Thy very weeds are beautiful; thy wastes
More rich than other lands' fertility;
Thy wreck a glory, and thy ruin grand."

In this unfortunate yet illustrious land, ever fresh to travellers, ever
to be hallowed in spite of revolutions and assassinations, of popes and
priests, of semi-infidel artists and cynical savants, of beggars and
tramps, of filthy hotels and dilapidated villas, Madame de Stael
lingered more than a year, visiting every city which has a history and
every monument which has antiquity; and the result of that journey was
"Corinne,"--one of the few immortal books which the heart of the world
cherishes; which is as fresh to-day as it was nearly one hundred years
ago,--a novel, a critique, a painting, a poem, a tragedy; interesting to
the philosopher in his study and to the woman in her boudoir, since it
is the record of the cravings of a great soul, and a description of what
is most beautiful or venerated in nature or art. It is the most
wonderful book ever written of Italy,--with faults, of course, but a
transcript of profound sorrows and lofty aspirations. To some it may
seem exaggerated in its transports; but can transports be too highly
colored? Can any words be as vivid as a sensation? Enthusiasm, when
fully expressed, ceases to be a rapture; and the soul that fancies it
has reached the heights of love or beauty or truth, claims to comprehend
the immortal and the infinite.

It is the effort of genius to express the raptures and sorrows of a
lofty but unsatisfied soul, the glories of the imperishable in art and
life, which gives to "Corinne" its peculiar charm. It is the mirror of a
wide and deep experience,--a sort of "Divine Comedy," in which a Dante
finds a Beatrice, not robed in celestial loveliness, coursing from
circle to circle and star to star, explaining the mysteries of heaven,
but radiant in the beauty of earth, and glowing with the ardor of a
human love.

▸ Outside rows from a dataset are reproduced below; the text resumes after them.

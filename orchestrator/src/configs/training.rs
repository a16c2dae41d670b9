use std::{path::PathBuf, time::Duration};

use model::config::OptimizerConfig;
use serde::{Deserialize, Serialize};

const DEFAULT_BATCH_SIZE: usize = 32;
const DEFAULT_LEARNING_RATE: f32 = 0.1;

#[derive(Debug, Clone, Copy, PartialEq, Serialize, Deserialize)]
pub struct ConvergenceConfig {
    /// Rounds whose applied update has an L2 norm below this count towards convergence.
    pub tolerance: f32,
    #[serde(default = "default_patience")]
    pub patience: usize,
}

#[derive(Debug, Clone, PartialEq, Serialize, Deserialize)]
pub struct HyperParams {
    pub rounds: usize,
    #[serde(default = "default_batch_size")]
    pub batch_size: usize,
    #[serde(default)]
    pub seed: u64,
    #[serde(default = "default_optimizer")]
    pub optimizer: OptimizerConfig,
    #[serde(default)]
    pub convergence: Option<ConvergenceConfig>,
}

/// What the configured quorum fraction is taken of.
#[derive(Debug, Clone, Copy, Default, PartialEq, Eq, Serialize, Deserialize)]
#[serde(rename_all = "snake_case")]
pub enum QuorumBasis {
    /// The configured worker count.
    #[default]
    Configured,
    /// The workers admitted into the round attempt.
    Active,
}

/// How the accepted reports of a round are merged into one update.
#[derive(Debug, Clone, Copy, Default, PartialEq, Eq, Serialize, Deserialize)]
#[serde(rename_all = "snake_case")]
pub enum Aggregation {
    #[default]
    Mean,
    Sum,
    /// Mean weighted by the amount of samples each worker trained on.
    WeightedMean,
}

#[derive(Debug, Clone, PartialEq, Serialize, Deserialize)]
#[serde(default)]
pub struct FaultToleranceConfig {
    pub quorum_fraction: f64,
    pub quorum_basis: QuorumBasis,
    /// How many times a failed worker may be respawned.
    pub retry_budget: u32,
    pub max_round_retries: u32,
    pub round_timeout_ms: u64,
    pub aggregation: Aggregation,
}

impl Default for FaultToleranceConfig {
    fn default() -> Self {
        Self {
            quorum_fraction: 1.0,
            quorum_basis: QuorumBasis::Configured,
            retry_budget: 2,
            max_round_retries: 3,
            round_timeout_ms: 30_000,
            aggregation: Aggregation::Mean,
        }
    }
}

impl FaultToleranceConfig {
    pub fn round_timeout(&self) -> Duration {
        Duration::from_millis(self.round_timeout_ms)
    }

    /// The amount of reports a round attempt needs to be accepted.
    ///
    /// # Arguments
    /// * `configured` - The configured worker count.
    /// * `admitted` - The workers admitted into the attempt.
    ///
    /// # Returns
    /// `ceil(quorum_fraction × basis)`, never less than one.
    pub fn required(&self, configured: usize, admitted: usize) -> usize {
        let basis = match self.quorum_basis {
            QuorumBasis::Configured => configured,
            QuorumBasis::Active => admitted,
        };

        let required = (self.quorum_fraction * basis as f64 - 1e-9).ceil() as usize;
        required.max(1)
    }
}

#[derive(Debug, Clone, PartialEq, Serialize, Deserialize)]
pub struct OutputConfig {
    pub artifact_path: PathBuf,
}

fn default_patience() -> usize {
    1
}

fn default_batch_size() -> usize {
    DEFAULT_BATCH_SIZE
}

fn default_optimizer() -> OptimizerConfig {
    OptimizerConfig::GradientDescent {
        lr: DEFAULT_LEARNING_RATE,
    }
}
//! Process entry points of the trainer: mode dispatch, single-node training,
//! batch prediction and the prediction service. Distributed training lives in
//! the `orchestrator` and `worker` crates.

mod error;
pub mod local;
pub mod mode;
pub mod predict;
pub mod serve;
pub mod settings;

use log::info;
use orchestrator::configs::TrainingConfig;
use tokio_util::sync::CancellationToken;

pub use error::AppError;
pub use mode::Mode;
pub use settings::{Role, Settings};

use crate::predict::Predictor;

/// Runs `mode` to completion.
///
/// # Arguments
/// * `mode` - The entry point to run.
/// * `settings` - The process environment.
/// * `cancel` - Aborts the run, releasing everything it started.
///
/// # Returns
/// `Ok(())` on success or the error that ended the run.
pub async fn run(mode: Mode, settings: &Settings, cancel: CancellationToken) -> Result<(), AppError> {
    info!(mode:% = mode, config:% = settings.config_path.display(); "starting");

    match mode {
        Mode::Serve => {
            let config = TrainingConfig::load(&settings.config_path)?;
            let predictor = Predictor::load(&config)?;
            serve::run(predictor, settings.port, cancel).await?;
        }
        Mode::TrainLocal => {
            let config = TrainingConfig::load(&settings.config_path)?;
            tokio::task::spawn_blocking(move || local::train(&config, &cancel).map(|_| ()))
                .await
                .map_err(|e| AppError::Io(e.into()))??;
        }
        Mode::TrainDistributed => {
            let config = TrainingConfig::load(&settings.config_path)?;
            match &settings.role {
                Role::Head => {
                    orchestrator::train_distributed(&config, &cancel).await?;
                }
                Role::Worker {
                    head_addr,
                    worker_id,
                } => {
                    let worker_spec = config.worker_spec();
                    tokio::select! {
                        biased;
                        _ = cancel.cancelled() => return Err(AppError::Aborted),
                        joined = worker::join(head_addr.as_str(), *worker_id, &worker_spec) => joined?,
                    }
                }
            }
        }
        Mode::Predict => {
            let config = TrainingConfig::load(&settings.config_path)?;
            predict::run(&config, settings.predict_input.as_deref())?;
        }
    }

    Ok(())
}
//! Frames are a big endian `u64` body length followed by the body.

use std::io;

/// Size of the length prefix.
pub(crate) const PREFIX_LEN: usize = size_of::<u64>();

/// Upper bound for a single frame body, anything larger is treated as a corrupted stream.
pub const MAX_FRAME_LEN: usize = 1 << 30;

fn too_long(len: usize) -> io::Error {
    io::Error::new(
        io::ErrorKind::InvalidData,
        format!("frame of {len} bytes exceeds the {MAX_FRAME_LEN} bytes limit"),
    )
}

pub(crate) fn encode_len(len: usize) -> io::Result<[u8; PREFIX_LEN]> {
    if len > MAX_FRAME_LEN {
        return Err(too_long(len));
    }

    Ok((len as u64).to_be_bytes())
}

pub(crate) fn decode_len(prefix: [u8; PREFIX_LEN]) -> io::Result<usize> {
    let len = u64::from_be_bytes(prefix);
    match usize::try_from(len) {
        Ok(len) if len <= MAX_FRAME_LEN => Ok(len),
        _ => Err(too_long(len as usize)),
    }
}

#[cfg(test)]
mod tests {
    use super::*;

    #[test]
    fn test_prefix_is_big_endian() {
        assert_eq!(encode_len(258).unwrap(), [0, 0, 0, 0, 0, 0, 1, 2]);
        assert_eq!(decode_len([0, 0, 0, 0, 0, 0, 1, 2]).unwrap(), 258);
    }

    #[test]
    fn test_limit_applies_both_ways() {
        assert!(encode_len(MAX_FRAME_LEN + 1).is_err());
        assert!(decode_len(u64::MAX.to_be_bytes()).is_err());
    }
}
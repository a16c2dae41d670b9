//! Update rules applied by the single writer of a `ModelState`.

use crate::{ModelErr, Result, config::OptimizerConfig};

/// Turns an aggregated gradient into a parameter update.
pub trait Optimizer {
    /// Moves `params` against `grad`.
    ///
    /// # Returns
    /// A `SizeMismatch` error if the sizes disagree, `params` is left untouched then.
    fn update_params(&mut self, grad: &[f32], params: &mut [f32]) -> Result<()>;
}

fn check_len(grad: &[f32], expected: usize) -> Result<()> {
    if grad.len() != expected {
        return Err(ModelErr::SizeMismatch {
            what: "gradient",
            got: grad.len(),
            expected,
        });
    }

    Ok(())
}

/// Plain gradient descent, `p -= lr * g`.
#[derive(Debug, Clone)]
pub struct GradientDescent {
    lr: f32,
}

impl GradientDescent {
    pub fn new(lr: f32) -> Self {
        Self { lr }
    }
}

impl Optimizer for GradientDescent {
    fn update_params(&mut self, grad: &[f32], params: &mut [f32]) -> Result<()> {
        check_len(grad, params.len())?;

        params
            .iter_mut()
            .zip(grad)
            .for_each(|(p, g)| *p -= self.lr * g);

        Ok(())
    }
}

/// Gradient descent with a velocity term carried across steps.
#[derive(Debug, Clone)]
pub struct Momentum {
    lr: f32,
    mu: f32,
    velocity: Vec<f32>,
}

impl Momentum {
    /// Creates a new `Momentum` optimizer with zero velocity.
    ///
    /// # Arguments
    /// * `len` - The amount of parameters it will update.
    /// * `lr` - The learning rate.
    /// * `mu` - How much of the previous velocity survives each step.
    pub fn new(len: usize, lr: f32, mu: f32) -> Self {
        Self {
            lr,
            mu,
            velocity: vec![0.0; len],
        }
    }
}

impl Optimizer for Momentum {
    fn update_params(&mut self, grad: &[f32], params: &mut [f32]) -> Result<()> {
        check_len(grad, self.velocity.len())?;
        check_len(params, self.velocity.len())?;

        for ((p, g), v) in params.iter_mut().zip(grad).zip(&mut self.velocity) {
            *v = self.mu * *v + g;
            *p -= self.lr * *v;
        }

        Ok(())
    }
}

/// Builds the optimizer described by `config` for a model of `len` parameters.
pub fn from_config(config: &OptimizerConfig, len: usize) -> Box<dyn Optimizer + Send> {
    match *config {
        OptimizerConfig::GradientDescent { lr } => Box::new(GradientDescent::new(lr)),
        OptimizerConfig::Momentum { lr, mu } => Box::new(Momentum::new(len, lr, mu)),
    }
}
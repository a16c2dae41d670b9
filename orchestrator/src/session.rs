use std::{collections::BTreeMap, time::Duration};

use futures::future::join_all;
use log::{debug, info, warn};
use tokio::time::{self, Instant};

use crate::{
    OrchestratorError, WorkerFailure,
    cluster::{Report, Snapshot, WorkerLink, WorkerPool},
    configs::TrainingConfig,
    status::{SessionState, WorkerState, WorkerStatus},
};

/// A live cluster: the head's view of every worker plus the links to the registered ones.
///
/// Dropping a session releases its links without the disconnect handshake, `shutdown`
/// is the orderly way out.
pub struct ClusterSession<P: WorkerPool> {
    pool: P,
    links: BTreeMap<usize, P::Link>,
    statuses: Vec<WorkerStatus>,
    state: SessionState,
    closed: bool,
}

impl<P: WorkerPool> ClusterSession<P> {
    /// Starts every configured worker and waits for all of them to register.
    ///
    /// # Arguments
    /// * `pool` - Where workers come from.
    /// * `config` - The run's config.
    ///
    /// # Returns
    /// The session or a `ClusterStart` error once a worker used up its start attempts,
    /// in which case everything started so far is shut down.
    pub async fn start(pool: P, config: &TrainingConfig) -> Result<Self, OrchestratorError> {
        let worker_count = config.cluster.worker_count;
        let mut session = Self {
            pool,
            links: BTreeMap::new(),
            statuses: (0..worker_count).map(WorkerStatus::new).collect(),
            state: SessionState::Initializing,
            closed: false,
        };

        for worker_id in 0..worker_count {
            if let Err(e) = session
                .start_worker(worker_id, config.cluster.start_attempts)
                .await
            {
                session.shutdown().await;
                return Err(e);
            }
        }

        info!(workers = worker_count; "cluster started");
        Ok(session)
    }

    async fn start_worker(&mut self, worker_id: usize, attempts: u32) -> Result<(), OrchestratorError> {
        let mut last_failure = None;

        for attempt in 1..=attempts.max(1) {
            match self.pool.spawn(worker_id).await {
                Ok(link) => {
                    self.links.insert(worker_id, link);
                    self.statuses[worker_id].transition(WorkerState::Ready);
                    return Ok(());
                }
                Err(e) => {
                    warn!(worker_id = worker_id, attempt = attempt; "cannot start worker: {e}");
                    last_failure = Some(e);
                }
            }
        }

        self.statuses[worker_id].transition(WorkerState::Failed);
        let reason = last_failure.map(|e| e.to_string()).unwrap_or_default();

        Err(OrchestratorError::ClusterStart(format!(
            "worker {worker_id} did not start after {attempts} attempts: {reason}"
        )))
    }

    pub fn state(&self) -> SessionState {
        self.state
    }

    pub fn statuses(&self) -> &[WorkerStatus] {
        &self.statuses
    }

    pub fn status(&self, worker_id: usize) -> Option<&WorkerStatus> {
        self.statuses.get(worker_id)
    }

    pub fn pool(&self) -> &P {
        &self.pool
    }

    /// The configured amount of workers.
    pub fn worker_count(&self) -> usize {
        self.statuses.len()
    }

    /// The ids of the workers taking part in the next broadcast, ascending.
    pub fn active_ids(&self) -> Vec<usize> {
        self.statuses
            .iter()
            .filter(|status| status.is_active())
            .map(WorkerStatus::id)
            .collect()
    }

    /// Respawns every failed worker that still has retry budget left.
    ///
    /// # Arguments
    /// * `retry_budget` - How many respawns each worker is allowed.
    ///
    /// # Returns
    /// The ids of the workers that are back.
    pub async fn readmit(&mut self, retry_budget: u32) -> Vec<usize> {
        let candidates: Vec<_> = self
            .statuses
            .iter()
            .filter(|s| s.state() == WorkerState::Failed && s.respawns() < retry_budget)
            .map(WorkerStatus::id)
            .collect();

        let mut readmitted = Vec::with_capacity(candidates.len());

        for worker_id in candidates {
            let status = &mut self.statuses[worker_id];
            status.transition(WorkerState::Starting);
            let respawn = status.respawns();

            match self.pool.spawn(worker_id).await {
                Ok(link) => {
                    self.links.insert(worker_id, link);
                    self.statuses[worker_id].transition(WorkerState::Ready);
                    info!(worker_id = worker_id, respawn = respawn; "worker readmitted");
                    readmitted.push(worker_id);
                }
                Err(e) => {
                    warn!(worker_id = worker_id, respawn = respawn; "cannot respawn worker: {e}");
                    self.fail(worker_id, retry_budget);
                }
            }
        }

        readmitted
    }

    /// Sends `snapshot` to every active worker and waits for their reports up to `timeout`.
    ///
    /// Workers that fail, time out or answer with an update of the wrong size are marked
    /// `failed` and their links dropped.
    ///
    /// # Arguments
    /// * `snapshot` - The round's parameters.
    /// * `timeout` - The round barrier timeout.
    /// * `retry_budget` - Only used to tell when a failure is terminal.
    ///
    /// # Returns
    /// Every admitted worker's outcome, ascending by worker id.
    pub async fn broadcast(
        &mut self,
        snapshot: &Snapshot,
        timeout: Duration,
        retry_budget: u32,
    ) -> Vec<(usize, Result<Report, WorkerFailure>)> {
        self.state = SessionState::Running;

        let admitted = self.active_ids();
        for &worker_id in &admitted {
            let status = &mut self.statuses[worker_id];
            if status.state() == WorkerState::Ready {
                status.transition(WorkerState::Training);
            }
        }

        let deadline = Instant::now() + timeout;
        let exchanges = self
            .links
            .iter_mut()
            .filter(|(id, _)| admitted.contains(id))
            .map(|(&worker_id, link)| async move {
                let result = match time::timeout_at(deadline, link.exchange(snapshot)).await {
                    Ok(result) => result,
                    Err(_) => Err(WorkerFailure::Timeout),
                };

                (worker_id, result)
            });

        let mut results = join_all(exchanges).await;

        for (worker_id, result) in &mut results {
            if let Ok(report) = result {
                if report.grad.len() != snapshot.params.len() {
                    *result = Err(WorkerFailure::Protocol(format!(
                        "update of {} values for {} parameters",
                        report.grad.len(),
                        snapshot.params.len()
                    )));
                }
            }

            match result {
                Ok(report) => {
                    self.statuses[*worker_id].heartbeat();
                    debug!(
                        worker_id = *worker_id,
                        round = snapshot.round,
                        loss = report.loss;
                        "worker reported"
                    );
                }
                Err(e) => {
                    warn!(worker_id = *worker_id, round = snapshot.round; "worker failed: {e}");
                    self.fail(*worker_id, retry_budget);
                }
            }
        }

        results
    }

    /// Marks every worker still training as done.
    pub fn complete(&mut self) {
        for status in &mut self.statuses {
            if status.is_active() {
                status.transition(WorkerState::Done);
            }
        }

        self.state = SessionState::Completed;
    }

    /// Releases every worker and the pool, safe to call more than once and after a
    /// partial start.
    pub async fn shutdown(&mut self) {
        if self.closed {
            return;
        }
        self.closed = true;

        join_all(self.links.values_mut().map(|link| link.release())).await;
        self.links.clear();
        self.pool.shutdown().await;

        if self.state != SessionState::Completed {
            self.state = SessionState::Aborted;
        }

        info!(state:? = self.state; "cluster shut down");
    }

    fn fail(&mut self, worker_id: usize, retry_budget: u32) {
        self.links.remove(&worker_id);

        let status = &mut self.statuses[worker_id];
        status.transition(WorkerState::Failed);

        if status.respawns() >= retry_budget {
            warn!(
                worker_id = worker_id,
                failures = status.failures();
                "worker exhausted its retry budget and is out of the run"
            );
        }
    }
}
pub mod config;
mod dataset;
mod error;
mod layout;
mod network;
pub mod optimization;
mod state;

pub use dataset::Dataset;
pub use error::{ModelErr, Result};
pub use layout::{ParamLayout, ParamSpec};
pub use network::{Network, Update};
pub use state::ModelState;
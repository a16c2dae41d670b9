use std::io;

use tokio::io::{AsyncWrite, AsyncWriteExt};

use crate::{Serialize, frame};

/// Writing half of a framed link.
pub struct FrameSender<W> {
    tx: W,
    scratch: Vec<u8>,
}

impl<W: AsyncWrite + Unpin> FrameSender<W> {
    pub(crate) fn new(tx: W) -> Self {
        Self {
            tx,
            scratch: Vec::new(),
        }
    }

    /// Writes `msg` as a single frame and flushes it.
    ///
    /// The owned part of the body goes out together with the prefix, the borrowed
    /// tail is written straight from `msg`.
    ///
    /// # Arguments
    /// * `msg` - The message to send.
    ///
    /// # Returns
    /// An `InvalidData` error if the body exceeds `MAX_FRAME_LEN`, or the write error.
    pub async fn send<T: Serialize>(&mut self, msg: &T) -> io::Result<()> {
        self.scratch.clear();
        self.scratch.extend_from_slice(&[0; frame::PREFIX_LEN]);

        let tail = msg.serialize(&mut self.scratch).unwrap_or_default();
        let body_len = self.scratch.len() - frame::PREFIX_LEN + tail.len();
        self.scratch[..frame::PREFIX_LEN].copy_from_slice(&frame::encode_len(body_len)?);

        self.tx.write_all(&self.scratch).await?;
        if !tail.is_empty() {
            self.tx.write_all(tail).await?;
        }

        self.tx.flush().await
    }

    /// Shuts the writer down, the peer reads an end of stream next.
    pub async fn close(&mut self) -> io::Result<()> {
        self.tx.shutdown().await
    }
}
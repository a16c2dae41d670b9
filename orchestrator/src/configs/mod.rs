mod cluster;
mod training;

use std::{
    env, fs,
    net::SocketAddr,
    num::NonZeroUsize,
    path::{Path, PathBuf},
};

use log::{debug, info};
use model::config::{DatasetConfig, ModelConfig, OptimizerConfig};
use serde::{Deserialize, Serialize};
use worker::WorkerSpec;

pub use cluster::{ClusterConfig, LauncherConfig, ResourcesConfig};
pub use training::{
    Aggregation, ConvergenceConfig, FaultToleranceConfig, HyperParams, OutputConfig, QuorumBasis,
};

use crate::ConfigError;

/// Everything a run needs, loaded once and never mutated afterwards.
#[derive(Debug, Clone, PartialEq, Serialize, Deserialize)]
pub struct TrainingConfig {
    pub cluster: ClusterConfig,
    pub training: HyperParams,
    #[serde(default)]
    pub fault_tolerance: FaultToleranceConfig,
    pub model: ModelConfig,
    pub dataset: DatasetConfig,
    pub output: OutputConfig,
}

impl TrainingConfig {
    /// Reads, parses and validates the config file at `path`, applying the
    /// `ORCHESTRA_*` overrides found in the process environment.
    ///
    /// # Arguments
    /// * `path` - The JSON config file.
    ///
    /// # Returns
    /// The validated config or a `ConfigError` naming what is wrong.
    pub fn load(path: &Path) -> Result<Self, ConfigError> {
        Self::load_with(path, |key| env::var(key).ok())
    }

    /// Same as [`TrainingConfig::load`], reading overrides through `var`.
    pub fn load_with<F>(path: &Path, var: F) -> Result<Self, ConfigError>
    where
        F: Fn(&str) -> Option<String>,
    {
        let content = fs::read_to_string(path).map_err(|source| ConfigError::Read {
            path: path.to_path_buf(),
            source,
        })?;

        let config = Self::from_json_with(&content, var)?;
        info!(
            path:% = path.display(),
            workers = config.cluster.worker_count,
            rounds = config.training.rounds;
            "loaded config"
        );

        Ok(config)
    }

    /// Parses and validates a config, unknown fields are ignored.
    pub fn from_json(json: &str) -> Result<Self, ConfigError> {
        Self::from_json_with(json, |_| None)
    }

    /// Parses a config, applies the overrides `var` yields and validates the result.
    pub fn from_json_with<F>(json: &str, var: F) -> Result<Self, ConfigError>
    where
        F: Fn(&str) -> Option<String>,
    {
        let mut config: Self = serde_json::from_str(json)?;
        config.apply_overrides(var)?;
        config.validate()?;
        Ok(config)
    }

    /// Replaces file values with the `ORCHESTRA_*` variables `var` knows of.
    ///
    /// | variable                  | field                  |
    /// |---------------------------|------------------------|
    /// | `ORCHESTRA_ARTIFACT_PATH` | `output.artifact_path` |
    /// | `ORCHESTRA_WORKER_COUNT`  | `cluster.worker_count` |
    /// | `ORCHESTRA_BIND_ADDR`     | `cluster.bind_addr`    |
    /// | `ORCHESTRA_DATASET_PATH`  | `dataset.path`         |
    pub fn apply_overrides<F>(&mut self, var: F) -> Result<(), ConfigError>
    where
        F: Fn(&str) -> Option<String>,
    {
        if let Some(path) = var("ORCHESTRA_ARTIFACT_PATH") {
            debug!(path:% = path; "artifact path overridden");
            self.output.artifact_path = PathBuf::from(path);
        }

        if let Some(count) = var("ORCHESTRA_WORKER_COUNT") {
            self.cluster.worker_count = count.parse().map_err(|_| {
                ConfigError::Invalid(format!(
                    "ORCHESTRA_WORKER_COUNT '{count}' is not a worker count"
                ))
            })?;
            debug!(workers = self.cluster.worker_count; "worker count overridden");
        }

        if let Some(addr) = var("ORCHESTRA_BIND_ADDR") {
            debug!(addr:% = addr; "bind address overridden");
            self.cluster.bind_addr = addr;
        }

        if let Some(new_path) = var("ORCHESTRA_DATASET_PATH") {
            let DatasetConfig::Local { path, .. } = &mut self.dataset else {
                return Err(ConfigError::Invalid(
                    "ORCHESTRA_DATASET_PATH needs a local dataset".into(),
                ));
            };
            debug!(path:% = new_path; "dataset path overridden");
            *path = PathBuf::from(new_path);
        }

        Ok(())
    }

    /// Checks every constraint that can be checked without provisioning anything.
    pub fn validate(&self) -> Result<(), ConfigError> {
        let invalid = |msg: &str| Err(ConfigError::Invalid(msg.to_string()));

        let cluster = &self.cluster;
        if cluster.worker_count == 0 {
            return invalid("cluster.worker_count must be greater than 0");
        }
        if cluster.start_attempts == 0 {
            return invalid("cluster.start_attempts must be greater than 0");
        }
        if cluster.startup_timeout_ms == 0 {
            return invalid("cluster.startup_timeout_ms must be greater than 0");
        }
        if cluster.bind_addr.parse::<SocketAddr>().is_err() {
            return Err(ConfigError::Invalid(format!(
                "cluster.bind_addr '{}' is not a socket address",
                cluster.bind_addr
            )));
        }

        let training = &self.training;
        if training.rounds == 0 {
            return invalid("training.rounds must be greater than 0");
        }
        if training.batch_size == 0 {
            return invalid("training.batch_size must be greater than 0");
        }

        let lr = training.optimizer.learning_rate();
        if !(lr.is_finite() && lr > 0.0) {
            return invalid("training.optimizer.lr must be a positive number");
        }
        if let OptimizerConfig::Momentum { mu, .. } = training.optimizer {
            if !(0.0..1.0).contains(&mu) {
                return invalid("training.optimizer.mu must be in [0, 1)");
            }
        }

        if let Some(convergence) = training.convergence {
            if !(convergence.tolerance.is_finite() && convergence.tolerance >= 0.0) {
                return invalid("training.convergence.tolerance must be a non negative number");
            }
            if convergence.patience == 0 {
                return invalid("training.convergence.patience must be greater than 0");
            }
        }

        let fault_tolerance = &self.fault_tolerance;
        let fraction = fault_tolerance.quorum_fraction;
        if !(fraction > 0.0 && fraction <= 1.0) {
            return invalid("fault_tolerance.quorum_fraction must be in (0, 1]");
        }
        if fault_tolerance.round_timeout_ms == 0 {
            return invalid("fault_tolerance.round_timeout_ms must be greater than 0");
        }

        self.model.validate()?;

        let (x_size, y_size) = self.dataset.row_shape();
        if x_size != self.model.input_size() || y_size != self.model.output_size() {
            return Err(ConfigError::Invalid(format!(
                "dataset rows ({x_size} -> {y_size}) don't fit the model ({} -> {})",
                self.model.input_size(),
                self.model.output_size()
            )));
        }

        if let DatasetConfig::Inline { data, .. } = &self.dataset {
            if data.len() % (x_size + y_size) != 0 {
                return Err(ConfigError::Invalid(format!(
                    "dataset length ({}) is not divisible by x_size + y_size ({})",
                    data.len(),
                    x_size + y_size
                )));
            }
        }

        if self.output.artifact_path.as_os_str().is_empty() {
            return invalid("output.artifact_path must not be empty");
        }

        Ok(())
    }

    /// SHA-256 of the canonical JSON form of this config.
    pub fn config_hash(&self) -> String {
        // Every field serializes to JSON, there are no non string-key maps.
        let canonical = serde_json::to_vec(self).unwrap_or_default();
        weights::checksum::digest_hex(&canonical)
    }

    /// What every worker of this run trains and on which data.
    pub fn worker_spec(&self) -> WorkerSpec {
        WorkerSpec {
            model: self.model.clone(),
            dataset: self.dataset.clone(),
            batch_size: NonZeroUsize::new(self.training.batch_size).unwrap_or(NonZeroUsize::MIN),
            worker_count: NonZeroUsize::new(self.cluster.worker_count)
                .unwrap_or(NonZeroUsize::MIN),
        }
    }
}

Every page is masculine in power, every sentence is
condensed thought, every line burns with passion; yet every sentiment
betrays the woman, seeking to reveal her own boundless capacities of
admiration and friendship, to be appreciated, to be loved with that
fervor and disinterestedness which she was prepared to lavish on the
object of her adoration. No man could have made such revelations,
although it may be given to him to sing a greater song. While no woman
could have composed the "Iliad," or the "Novum Organum," or the
"Critique of Pure Reason," or "Othello," no man could have written
"Corinne" or "Adam Bede."

In painting Corinne, Madame de Stael simply describes herself, as she
did in "Delphine," with all her restless soul-agitations; yet not in too
flattering colors, since I doubt if there ever lived a more impassioned
soul, with greater desires of knowledge, or a more devouring thirst for
fame, or a profounder insight into what is lofty and eternal, than the
author of "Corinne." Like Heloise, she could love but one; yet, unlike
Heloise, she could not renounce, even for love, the passion for
admiration or the fascinations of society. She does not attempt to
disguise the immense sacrifices which love exacts and marriage implies,
but which such a woman as Heloise is proud to make for him whom she
deems worthy of her own exalted sentiments; and she shows in the person
of Corinne how much weakness may coexist with strength, and how timid
and dependent is a woman even in the blaze of triumph and in the
enjoyment of a haughty freedom. She paints the most shrinking delicacy
with the greatest imprudence and boldness, contempt for the opinions and
usages of society with the severest self-respect; giving occasion for
scandal, yet escaping from its shafts; triumphant in the greatness of
her own dignity and in the purity of her unsullied soul. "Corinne" is a
disguised sarcasm on the usages of society among the upper classes in
Madame de Stael's day, when a man like Lord Neville is represented as
capable of the most exalted passion, and almost ready to die for its
object, and at the same time is unwilling to follow its promptings to an
honorable issue,--ready even, at last, to marry a woman for whom he
feels no strong attachment, or even admiration, in compliance with
expediency, pride, and family interests.

But "Corinne" is not so much a romance as it is a description of Italy
itself, its pictures, its statues, its palaces, its churches, its
antiquities, its literature, its manners, and its aspirations; and it is
astonishing how much is condensed in that little book. The author has
forestalled all poets and travellers, and even guidebooks; all
successive works are repetitions or amplifications of what she has
suggested. She is as exhaustive and condensed as Thucydides; and, true
to her philosophy, she is all sunshine and hope, with unbounded faith in
the future of Italy,--an exultant prophet as well as a critical observer.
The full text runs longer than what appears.